What the task requires
Print the first line of the records below and every line after it, up to and including the line with "local op = ARGV[1]". Print nothing else.

Records provided
* * *

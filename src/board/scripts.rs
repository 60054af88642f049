//! Lua script bodies for the five atomic primitives plus
//! the positional-table decoding that pairs with each one.
//!
//! Local bindings for `KEYS`/`ARGV`, `tonumber` coercions, one flat
//! `return` table that the Rust side destructures positionally rather
//! than by name.

use redis::Value;

/// Bulk set / bulk increment. `KEYS[1]` is the board key.
///
/// `ARGV` layout: `[op, want_prev, expire_at_absolute, score_ttl, now,
/// ttl_key, n, member_1, score_1, ..., member_n, score_n]`.
///
/// Returns a flat table of `5*n` elements:
/// `[member, new_rank, new_score, previous_rank, expire_at] * n`, or an
/// empty table if the board key is missing right after the write (the
/// configured expiry policy raced the write itself).
pub const BULK_WRITE: &str = r#"
local board = KEYS[1]
local op = ARGV[1]
local want_prev = ARGV[2] == '1'
local expire_at_absolute = tonumber(ARGV[3])
local score_ttl = tonumber(ARGV[4])
local now = tonumber(ARGV[5])
local ttl_key = ARGV[6]
local n = tonumber(ARGV[7])

local members = {}
local scores = {}
local idx = 8
for i = 1, n do
    members[i] = ARGV[idx]
    scores[i] = tonumber(ARGV[idx + 1])
    idx = idx + 2
end

local prev_ranks = {}
for i = 1, n do
    if want_prev then
        local r = redis.call('ZREVRANK', board, members[i])
        if r == false then
            prev_ranks[i] = -2
        else
            prev_ranks[i] = r
        end
    else
        prev_ranks[i] = -2
    end
end

if op == 'ZADD' then
    local zadd_args = {}
    for i = 1, n do
        table.insert(zadd_args, scores[i])
        table.insert(zadd_args, members[i])
    end
    redis.call('ZADD', board, unpack(zadd_args))
else
    for i = 1, n do
        redis.call('ZINCRBY', board, scores[i], members[i])
    end
end

if redis.call('EXISTS', board) == 0 then
    return {}
end

if expire_at_absolute ~= -1 then
    local current_ttl = redis.call('TTL', board)
    if current_ttl == -2 then
        return {}
    end
    if current_ttl == -1 then
        redis.call('EXPIREAT', board, expire_at_absolute)
    end
end

local expire_ats = {}
if score_ttl ~= -1 then
    for i = 1, n do
        local expire_at = now + score_ttl
        redis.call('ZADD', ttl_key, expire_at, members[i])
        expire_ats[i] = expire_at
    end
    redis.call('SADD', 'expiration-sets', ttl_key)
else
    for i = 1, n do
        expire_ats[i] = -1
    end
end

local result = {}
for i = 1, n do
    local new_rank = redis.call('ZREVRANK', board, members[i])
    local new_score = redis.call('ZSCORE', board, members[i])
    table.insert(result, members[i])
    table.insert(result, new_rank)
    table.insert(result, new_score)
    table.insert(result, prev_ranks[i])
    table.insert(result, expire_ats[i])
end
return result
"#;

/// Single get. `KEYS[1]` is the board key.
/// `ARGV` layout: `[member, order, include_ttl, ttl_key]`.
/// Returns `{rank, score, expire_at}`, or a false/nil reply when the
/// member has no rank or no score.
pub const GET_MEMBER: &str = r#"
local board = KEYS[1]
local member = ARGV[1]
local order = ARGV[2]
local include_ttl = ARGV[3] == '1'
local ttl_key = ARGV[4]

local rank
if order == 'asc' then
    rank = redis.call('ZRANK', board, member)
else
    rank = redis.call('ZREVRANK', board, member)
end
local score = redis.call('ZSCORE', board, member)

if rank == false or score == false then
    return false
end

local expire_at = -1
if include_ttl then
    local e = redis.call('ZSCORE', ttl_key, member)
    if e ~= false then
        expire_at = e
    end
end

return {rank, score, expire_at}
"#;

/// Bulk get. `KEYS[1]` is the board key.
///
/// `ARGV` layout: `[order, include_ttl, ttl_key, n, member_1, ..,
/// member_n]` — ids are passed as individual `ARGV` entries rather than a
/// comma-joined string (the clean reimplementation invites; comma is
/// otherwise unsafe for member ids that themselves contain a comma).
///
/// Returns a flat table of `4*k` elements for the `k` members found:
/// `[member, rank, score, expire_at] * k`. Missing members are omitted.
pub const GET_MEMBERS: &str = r#"
local board = KEYS[1]
local order = ARGV[1]
local include_ttl = ARGV[2] == '1'
local ttl_key = ARGV[3]
local n = tonumber(ARGV[4])

local result = {}
for i = 1, n do
    local member = ARGV[4 + i]
    local rank
    if order == 'asc' then
        rank = redis.call('ZRANK', board, member)
    else
        rank = redis.call('ZREVRANK', board, member)
    end
    local score = redis.call('ZSCORE', board, member)
    if rank ~= false and score ~= false then
        local expire_at = -1
        if include_ttl then
            local e = redis.call('ZSCORE', ttl_key, member)
            if e ~= false then
                expire_at = e
            end
        end
        table.insert(result, member)
        table.insert(result, rank)
        table.insert(result, score)
        table.insert(result, expire_at)
    end
end
return result
"#;

/// Top percentage. `KEYS[1]` is the board key.
/// `ARGV` layout: `[percent, max_members, order]`.
/// Returns a flat table of `3*k` elements: `[member, rank, score] * k`.
pub const TOP_PERCENTAGE: &str = r#"
local board = KEYS[1]
local percent = tonumber(ARGV[1])
local max_members = tonumber(ARGV[2])
local order = ARGV[3]

local card = redis.call('ZCARD', board)
if card == 0 then
    return {}
end

local n = math.floor((percent / 100) * card)
if n < 1 then n = 1 end
if n > max_members then n = max_members end
if n > card then n = card end

local raw
if order == 'asc' then
    raw = redis.call('ZRANGE', board, 0, n - 1, 'WITHSCORES')
else
    raw = redis.call('ZREVRANGE', board, 0, n - 1, 'WITHSCORES')
end

local result = {}
local rank = 0
for i = 1, #raw, 2 do
    table.insert(result, raw[i])
    table.insert(result, rank)
    table.insert(result, raw[i + 1])
    rank = rank + 1
end
return result
"#;

pub(crate) fn flatten(value: Value) -> Vec<Value> {
    match value {
        Value::Bulk(items) => items,
        Value::Nil => Vec::new(),
        other => vec![other],
    }
}

pub(crate) fn as_string(value: &Value) -> Option<String> {
    match value {
        Value::Data(bytes) => String::from_utf8(bytes.clone()).ok(),
        Value::Status(s) => Some(s.clone()),
        Value::Int(i) => Some(i.to_string()),
        _ => None,
    }
}

pub(crate) fn as_int(value: &Value) -> Option<i64> {
    match value {
        Value::Int(i) => Some(*i),
        Value::Data(bytes) => std::str::from_utf8(bytes).ok()?.parse().ok(),
        Value::Nil => None,
        _ => None,
    }
}

/// Scores travel through Lua/RESP as decimal strings (`ZSCORE`'s bulk
/// reply); round to the nearest integer on the way back.
pub(crate) fn as_score(value: &Value) -> Option<i64> {
    match value {
        Value::Int(i) => Some(*i),
        Value::Data(bytes) => std::str::from_utf8(bytes)
            .ok()?
            .parse::<f64>()
            .ok()
            .map(|f| f.round() as i64),
        _ => None,
    }
}
//! Redis implementation of [`super::Backend`].
//!
//! A single guarded `redis::Connection` behind an `Arc<Mutex<_>>`,
//! commands issued with `redis::cmd(...)` rather than the typed
//! `Commands` extension trait so that integer scores round-trip without
//! going through `f64` twice.
//!
//! Redis sorted-set scores are IEEE-754 doubles; scores outside
//! `[-2^53, 2^53]` lose precision on this backend (see DESIGN.md).

use std::sync::{Arc, Mutex};

use redis::{Client, Connection, RedisResult as RedisLibResult};

use crate::error::{LeaderboardError, Result};

use super::Backend;

/// A Redis-backed [`Backend`], cloneable and cheap (an `Arc`-guarded
/// connection).
#[derive(Clone)]
pub struct RedisBackend {
    conn: Arc<Mutex<Connection>>,
}

impl RedisBackend {
    /// Connects using a `redis://` URL.
    pub fn from_url(url: &str) -> Result<Self> {
        let client = Client::open(url).map_err(LeaderboardError::Backend)?;
        let conn = client.get_connection().map_err(LeaderboardError::Backend)?;
        Ok(Self {
            conn: Arc::new(Mutex::new(conn)),
        })
    }

    pub fn from_config(config: &crate::config::BackendConfig) -> Result<Self> {
        Self::from_url(&config.redis_url)
    }

    /// Wraps an already-established connection.
    pub fn new(conn: Connection) -> Self {
        Self {
            conn: Arc::new(Mutex::new(conn)),
        }
    }

    fn with_conn<T>(&self, f: impl FnOnce(&mut Connection) -> RedisLibResult<T>) -> Result<T> {
        let mut conn = self.conn.lock().unwrap();
        f(&mut conn).map_err(LeaderboardError::Backend)
    }
}

impl Backend for RedisBackend {
    fn zadd(&self, key: &str, members: &[(i64, &str)]) -> Result<()> {
        self.with_conn(|conn| {
            let mut cmd = redis::cmd("ZADD");
            cmd.arg(key);
            for (score, member) in members {
                cmd.arg(*score).arg(*member);
            }
            cmd.query::<redis::Value>(conn)
        })?;
        Ok(())
    }

    fn zincrby(&self, key: &str, delta: i64, member: &str) -> Result<i64> {
        self.with_conn(|conn| {
            redis::cmd("ZINCRBY")
                .arg(key)
                .arg(delta)
                .arg(member)
                .query::<f64>(conn)
        })
        .map(|score| score.round() as i64)
    }

    fn zrank(&self, key: &str, member: &str) -> Result<Option<u64>> {
        self.with_conn(|conn| redis::cmd("ZRANK").arg(key).arg(member).query(conn))
    }

    fn zrevrank(&self, key: &str, member: &str) -> Result<Option<u64>> {
        self.with_conn(|conn| redis::cmd("ZREVRANK").arg(key).arg(member).query(conn))
    }

    fn zscore(&self, key: &str, member: &str) -> Result<Option<i64>> {
        let raw: Option<f64> =
            self.with_conn(|conn| redis::cmd("ZSCORE").arg(key).arg(member).query(conn))?;
        Ok(raw.map(|s| s.round() as i64))
    }

    fn zrange_withscores(&self, key: &str, start: isize, stop: isize) -> Result<Vec<(String, i64)>> {
        let raw: Vec<(String, f64)> = self.with_conn(|conn| {
            redis::cmd("ZRANGE")
                .arg(key)
                .arg(start)
                .arg(stop)
                .arg("WITHSCORES")
                .query(conn)
        })?;
        Ok(raw.into_iter().map(|(m, s)| (m, s.round() as i64)).collect())
    }

    fn zrevrange_withscores(&self, key: &str, start: isize, stop: isize) -> Result<Vec<(String, i64)>> {
        let raw: Vec<(String, f64)> = self.with_conn(|conn| {
            redis::cmd("ZREVRANGE")
                .arg(key)
                .arg(start)
                .arg(stop)
                .arg("WITHSCORES")
                .query(conn)
        })?;
        Ok(raw.into_iter().map(|(m, s)| (m, s.round() as i64)).collect())
    }

    fn zrevrangebyscore_limit(
        &self,
        key: &str,
        max: i64,
        min: i64,
        offset: isize,
        count: isize,
    ) -> Result<Vec<(String, i64)>> {
        let raw: Vec<(String, f64)> = self.with_conn(|conn| {
            redis::cmd("ZREVRANGEBYSCORE")
                .arg(key)
                .arg(max)
                .arg(min)
                .arg("WITHSCORES")
                .arg("LIMIT")
                .arg(offset)
                .arg(count)
                .query(conn)
        })?;
        Ok(raw.into_iter().map(|(m, s)| (m, s.round() as i64)).collect())
    }

    fn zcard(&self, key: &str) -> Result<u64> {
        self.with_conn(|conn| redis::cmd("ZCARD").arg(key).query(conn))
    }

    fn zrem(&self, key: &str, members: &[&str]) -> Result<u64> {
        self.with_conn(|conn| {
            let mut cmd = redis::cmd("ZREM");
            cmd.arg(key);
            for member in members {
                cmd.arg(*member);
            }
            cmd.query(conn)
        })
    }

    fn ttl(&self, key: &str) -> Result<i64> {
        self.with_conn(|conn| redis::cmd("TTL").arg(key).query(conn))
    }

    fn expireat(&self, key: &str, unix_ts: i64) -> Result<()> {
        self.with_conn(|conn| redis::cmd("EXPIREAT").arg(key).arg(unix_ts).query::<redis::Value>(conn))?;
        Ok(())
    }

    fn sadd(&self, key: &str, member: &str) -> Result<()> {
        self.with_conn(|conn| redis::cmd("SADD").arg(key).arg(member).query::<redis::Value>(conn))?;
        Ok(())
    }

    fn del(&self, key: &str) -> Result<()> {
        self.with_conn(|conn| redis::cmd("DEL").arg(key).query::<redis::Value>(conn))?;
        Ok(())
    }

    fn eval_script(&self, script: &str, keys: &[&str], args: &[String]) -> Result<redis::Value> {
        self.with_conn(|conn| {
            let script = redis::Script::new(script);
            let mut invocation = script.prepare_invoke();
            for key in keys {
                invocation.key(*key);
            }
            for arg in args {
                invocation.arg(arg);
            }
            invocation.invoke(conn)
        })
    }
}
//! Query composition: pure offset arithmetic and clamping layered
//! on top of the plain backend reads. None of these operations need an
//! atomic script — each is a single backend call, so a consistent
//! snapshot is trivial.

use crate::backend::Backend;
use crate::error::{LeaderboardError, Result};
use crate::member::{Member, Order};

/// `ZCARD`.
pub fn total_members(backend: &dyn Backend, board_key: &str) -> Result<u64> {
    backend.zcard(board_key)
}

/// `ceil(cardinality / page_size)`; `0` when the board is empty.
pub fn total_pages(total_members: u64, page_size: u32) -> u64 {
    if total_members == 0 {
        return 0;
    }
    let page_size = page_size.max(1) as u64;
    (total_members + page_size - 1) / page_size
}

fn range_with_order(
    backend: &dyn Backend,
    board_key: &str,
    order: Order,
    start: isize,
    stop: isize,
) -> Result<Vec<(String, i64)>> {
    if order.is_asc() {
        backend.zrange_withscores(board_key, start, stop)
    } else {
        backend.zrevrange_withscores(board_key, start, stop)
    }
}

/// A page of leaders. `page < 1` coerces to `1`; `page >
/// total_pages` returns an empty page.
pub fn get_leaders(
    backend: &dyn Backend,
    board_key: &str,
    page: i64,
    page_size: u32,
    order: Order,
) -> Result<Vec<Member>> {
    let card = total_members(backend, board_key)?;
    let pages = total_pages(card, page_size);
    let page = page.max(1) as u64;
    if pages == 0 || page > pages {
        return Ok(Vec::new());
    }

    let page_size = page_size.max(1) as i64;
    let start = (page as i64 - 1) * page_size;
    let stop = start + page_size - 1;

    let raw = range_with_order(backend, board_key, order, start as isize, stop as isize)?;
    Ok(raw
        .into_iter()
        .enumerate()
        .map(|(i, (public_id, score))| Member::new(public_id, score, start + i as i64 + 1))
        .collect())
}

/// The member's 1-based rank, if it is found.
fn rank_of(backend: &dyn Backend, board_key: &str, public_id: &str, order: Order) -> Result<Option<i64>> {
    let raw = if order.is_asc() {
        backend.zrank(board_key, public_id)?
    } else {
        backend.zrevrank(board_key, public_id)?
    };
    Ok(raw.map(|r| r as i64 + 1))
}

/// A `page_size`-wide window of leaders centered on `public_id`.
///
/// When `public_id` is absent and `get_last_if_not_found` is set, the
/// window is synthesized around "one past the end" — effectively the
/// last page — instead of failing.
pub fn get_around_me(
    backend: &dyn Backend,
    board_key: &str,
    board_id: &str,
    public_id: &str,
    page_size: u32,
    order: Order,
    get_last_if_not_found: bool,
) -> Result<Vec<Member>> {
    let card = total_members(backend, board_key)? as i64;
    let rank = match rank_of(backend, board_key, public_id, order)? {
        Some(rank) => rank,
        None if get_last_if_not_found => card + 1,
        None => {
            return Err(LeaderboardError::MemberNotFound {
                board_id: board_id.to_string(),
                member_id: public_id.to_string(),
            })
        }
    };

    let page_size_i = page_size.max(1) as i64;
    let mut start = rank - page_size_i / 2;
    if start < 0 {
        start = 0;
    }
    let mut end = start + page_size_i - 1;
    if end > card {
        end = card;
        start = (end - page_size_i).max(0);
    }

    let raw = range_with_order(backend, board_key, order, start as isize, end as isize)?;
    Ok(raw
        .into_iter()
        .enumerate()
        .map(|(i, (id, score))| Member::new(id, score, start + i as i64 + 1))
        .collect())
}

/// Window around the highest-ranked member whose score is `<= score`
///. Falls back to [`get_around_me`] with an unknown member when no
/// such pivot exists (an empty board, or every score below `score`).
pub fn get_around_score(
    backend: &dyn Backend,
    board_key: &str,
    board_id: &str,
    score: i64,
    page_size: u32,
    order: Order,
) -> Result<Vec<Member>> {
    let pivot = backend.zrevrangebyscore_limit(board_key, score, i64::MIN, 0, 1)?;
    match pivot.into_iter().next() {
        Some((public_id, _)) => get_around_me(backend, board_key, board_id, &public_id, page_size, order, true),
        None => get_around_me(backend, board_key, board_id, "", page_size, order, true),
    }
}

/// Direct rank lookup: `MemberNotFound` when absent.
pub fn get_rank(backend: &dyn Backend, board_key: &str, board_id: &str, public_id: &str, order: Order) -> Result<i64> {
    rank_of(backend, board_key, public_id, order)?.ok_or_else(|| LeaderboardError::MemberNotFound {
        board_id: board_id.to_string(),
        member_id: public_id.to_string(),
    })
}

#[cfg(test)]
mod tests {
    use super::*;

    #[test]
    fn total_pages_rounds_up_and_is_zero_when_empty() {
        assert_eq!(total_pages(0, 10), 0);
        assert_eq!(total_pages(1, 10), 1);
        assert_eq!(total_pages(10, 10), 1);
        assert_eq!(total_pages(11, 10), 2);
        assert_eq!(total_pages(25, 4), 7);
    }

    #[test]
    fn total_pages_treats_zero_page_size_as_one() {
        assert_eq!(total_pages(3, 0), 3);
    }
}
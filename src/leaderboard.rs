//! The public API surface: a `Leaderboard` handle bound to one board's
//! `public_id` and `page_size`, dispatching to [`crate::board`] and
//! [`crate::query`].

use std::sync::Arc;

use crate::backend::Backend;
use crate::board::{self, WriteOptions, WriteRequest};
use crate::error::Result;
use crate::member::{Member, Order, ScoreTtl};
use crate::query;

/// Supplies the absolute whole-board expiry timestamp for a given
/// `public_id`; `-1` disables whole-board expiry for that call. An
/// external collaborator — this engine never derives it itself.
pub trait ExpirationPolicy: Send + Sync {
    fn expire_at(&self, public_id: &str) -> i64;
}

impl<F> ExpirationPolicy for F
where
    F: Fn(&str) -> i64 + Send + Sync,
{
    fn expire_at(&self, public_id: &str) -> i64 {
        self(public_id)
    }
}

/// An [`ExpirationPolicy`] that never sets a whole-board TTL.
pub struct NoExpiration;

impl ExpirationPolicy for NoExpiration {
    fn expire_at(&self, _public_id: &str) -> i64 {
        -1
    }
}

/// A cheap, `Clone`-able handle bound to one board. Holds no connection of
/// its own — `backend` is shared (`Arc<dyn Backend>`).
#[derive(Clone)]
pub struct Leaderboard {
    public_id: String,
    page_size: u32,
    backend: Arc<dyn Backend>,
    expiration: Arc<dyn ExpirationPolicy>,
}

impl Leaderboard {
    pub fn new(public_id: impl Into<String>, page_size: u32, backend: Arc<dyn Backend>) -> Self {
        Self {
            public_id: public_id.into(),
            page_size,
            backend,
            expiration: Arc::new(NoExpiration),
        }
    }

    pub fn with_expiration_policy(mut self, policy: Arc<dyn ExpirationPolicy>) -> Self {
        self.expiration = policy;
        self
    }

    pub fn public_id(&self) -> &str {
        &self.public_id
    }

    pub fn page_size(&self) -> u32 {
        self.page_size
    }

    fn ttl_key(&self) -> String {
        format!("{}:ttl", self.public_id)
    }

    fn write_options(&self, want_previous_rank: bool, score_ttl: ScoreTtl, now_unix: i64) -> WriteOptions {
        WriteOptions {
            expire_at_absolute: self.expiration.expire_at(&self.public_id),
            want_previous_rank,
            score_ttl,
            now_unix,
        }
    }

    /// Bulk set. Result order follows `members`.
    #[tracing::instrument(skip(self, members))]
    pub fn set_members_score(
        &self,
        members: &[(&str, i64)],
        want_previous_rank: bool,
        score_ttl: ScoreTtl,
        now_unix: i64,
    ) -> Result<Vec<Member>> {
        let requests: Vec<WriteRequest<'_>> = members
            .iter()
            .map(|(public_id, score)| WriteRequest {
                public_id,
                score: *score,
            })
            .collect();
        let options = self.write_options(want_previous_rank, score_ttl, now_unix);
        let outcomes = board::bulk_set(self.backend.as_ref(), &self.public_id, &requests, options)?;
        Ok(outcomes.into_iter().map(board::into_member).collect())
    }

    /// Single-member convenience wrapper over [`Self::set_members_score`].
    #[tracing::instrument(skip(self))]
    pub fn set_member_score(
        &self,
        public_id: &str,
        score: i64,
        want_previous_rank: bool,
        score_ttl: ScoreTtl,
        now_unix: i64,
    ) -> Result<Member> {
        let mut result = self.set_members_score(&[(public_id, score)], want_previous_rank, score_ttl, now_unix)?;
        Ok(result.remove(0))
    }

    /// Bulk increment. `members[i].1` is the delta.
    #[tracing::instrument(skip(self, members))]
    pub fn increment_members_score(
        &self,
        members: &[(&str, i64)],
        score_ttl: ScoreTtl,
        now_unix: i64,
    ) -> Result<Vec<Member>> {
        let requests: Vec<WriteRequest<'_>> = members
            .iter()
            .map(|(public_id, delta)| WriteRequest {
                public_id,
                score: *delta,
            })
            .collect();
        let options = self.write_options(false, score_ttl, now_unix);
        let outcomes = board::bulk_increment(self.backend.as_ref(), &self.public_id, &requests, options)?;
        Ok(outcomes.into_iter().map(board::into_member).collect())
    }

    /// Single-member convenience wrapper over [`Self::increment_members_score`].
    #[tracing::instrument(skip(self))]
    pub fn increment_member_score(&self, public_id: &str, delta: i64, score_ttl: ScoreTtl, now_unix: i64) -> Result<Member> {
        let mut result = self.increment_members_score(&[(public_id, delta)], score_ttl, now_unix)?;
        Ok(result.remove(0))
    }

    /// Single get. `MemberNotFound` when absent.
    #[tracing::instrument(skip(self))]
    pub fn get_member(&self, public_id: &str, order: Order, include_ttl: bool) -> Result<Member> {
        match board::get_member(self.backend.as_ref(), &self.public_id, public_id, order, include_ttl)? {
            Some(member) => Ok(member),
            None => Err(crate::error::LeaderboardError::MemberNotFound {
                board_id: self.public_id.clone(),
                member_id: public_id.to_string(),
            }),
        }
    }

    /// Bulk get. Missing members are silently omitted.
    #[tracing::instrument(skip(self, public_ids))]
    pub fn get_members(&self, public_ids: &[String], order: Order, include_ttl: bool) -> Result<Vec<Member>> {
        board::get_members(self.backend.as_ref(), &self.public_id, public_ids, order, include_ttl)
    }

    /// Top percentage.
    #[tracing::instrument(skip(self))]
    pub fn get_top_percentage(&self, percent: u32, max_members: u32, order: Order) -> Result<Vec<Member>> {
        board::top_percentage(self.backend.as_ref(), &self.public_id, percent, max_members, order)
    }

    /// `ZCARD`.
    #[tracing::instrument(skip(self))]
    pub fn total_members(&self) -> Result<u64> {
        query::total_members(self.backend.as_ref(), &self.public_id)
    }

    /// `ceil(cardinality / page_size)`.
    #[tracing::instrument(skip(self))]
    pub fn total_pages(&self) -> Result<u64> {
        let card = self.total_members()?;
        Ok(query::total_pages(card, self.page_size))
    }

    /// A page of leaders.
    #[tracing::instrument(skip(self))]
    pub fn get_leaders(&self, page: i64, order: Order) -> Result<Vec<Member>> {
        query::get_leaders(self.backend.as_ref(), &self.public_id, page, self.page_size, order)
    }

    /// A `page_size`-wide window around `public_id`.
    #[tracing::instrument(skip(self))]
    pub fn get_around_me(&self, public_id: &str, order: Order, get_last_if_not_found: bool) -> Result<Vec<Member>> {
        query::get_around_me(
            self.backend.as_ref(),
            &self.public_id,
            &self.public_id,
            public_id,
            self.page_size,
            order,
            get_last_if_not_found,
        )
    }

    /// A `page_size`-wide window around the highest-ranked member with
    /// score `<= score`.
    #[tracing::instrument(skip(self))]
    pub fn get_around_score(&self, score: i64, order: Order) -> Result<Vec<Member>> {
        query::get_around_score(self.backend.as_ref(), &self.public_id, &self.public_id, score, self.page_size, order)
    }

    /// Direct rank lookup. `MemberNotFound` when absent.
    #[tracing::instrument(skip(self))]
    pub fn get_rank(&self, public_id: &str, order: Order) -> Result<i64> {
        query::get_rank(self.backend.as_ref(), &self.public_id, &self.public_id, public_id, order)
    }

    /// `ZREM` on the score index. The expiry sibling index is
    /// untouched — stale entries are the compactor's problem.
    #[tracing::instrument(skip(self))]
    pub fn remove_member(&self, public_id: &str) -> Result<()> {
        self.remove_members(&[public_id])
    }

    #[tracing::instrument(skip(self, public_ids))]
    pub fn remove_members(&self, public_ids: &[&str]) -> Result<()> {
        self.backend.zrem(&self.public_id, public_ids)?;
        Ok(())
    }

    /// `DEL` on the score-index key. Sibling expiry key and registry
    /// entry are untouched.
    #[tracing::instrument(skip(self))]
    pub fn remove_leaderboard(&self) -> Result<()> {
        self.backend.del(&self.public_id)
    }

    /// The expiry sibling key this board writes to, for callers that want
    /// to inspect it directly (e.g. a compactor iterating `expiration-sets`).
    pub fn ttl_index_key(&self) -> String {
        self.ttl_key()
    }
}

* * *

Solution for this task
filename src/board/scripts.rs
repository 60054af88642f049
//! Lua script bodies for the five atomic primitives plus
//! the positional-table decoding that pairs with each one.
//!
//! Local bindings for `KEYS`/`ARGV`, `tonumber` coercions, one flat
//! `return` table that the Rust side destructures positionally rather
//! than by name.

use redis::Value;

/// Bulk set / bulk increment. `KEYS[1]` is the board key.
///
/// `ARGV` layout: `[op, want_prev, expire_at_absolute, score_ttl, now,
/// ttl_key, n, member_1, score_1, ..., member_n, score_n]`.
///
/// Returns a flat table of `5*n` elements:
/// `[member, new_rank, new_score, previous_rank, expire_at] * n`, or an
/// empty table if the board key is missing right after the write (the
/// configured expiry policy raced the write itself).
pub const BULK_WRITE: &str = r#"
local board = KEYS[1]
local op = ARGV[1]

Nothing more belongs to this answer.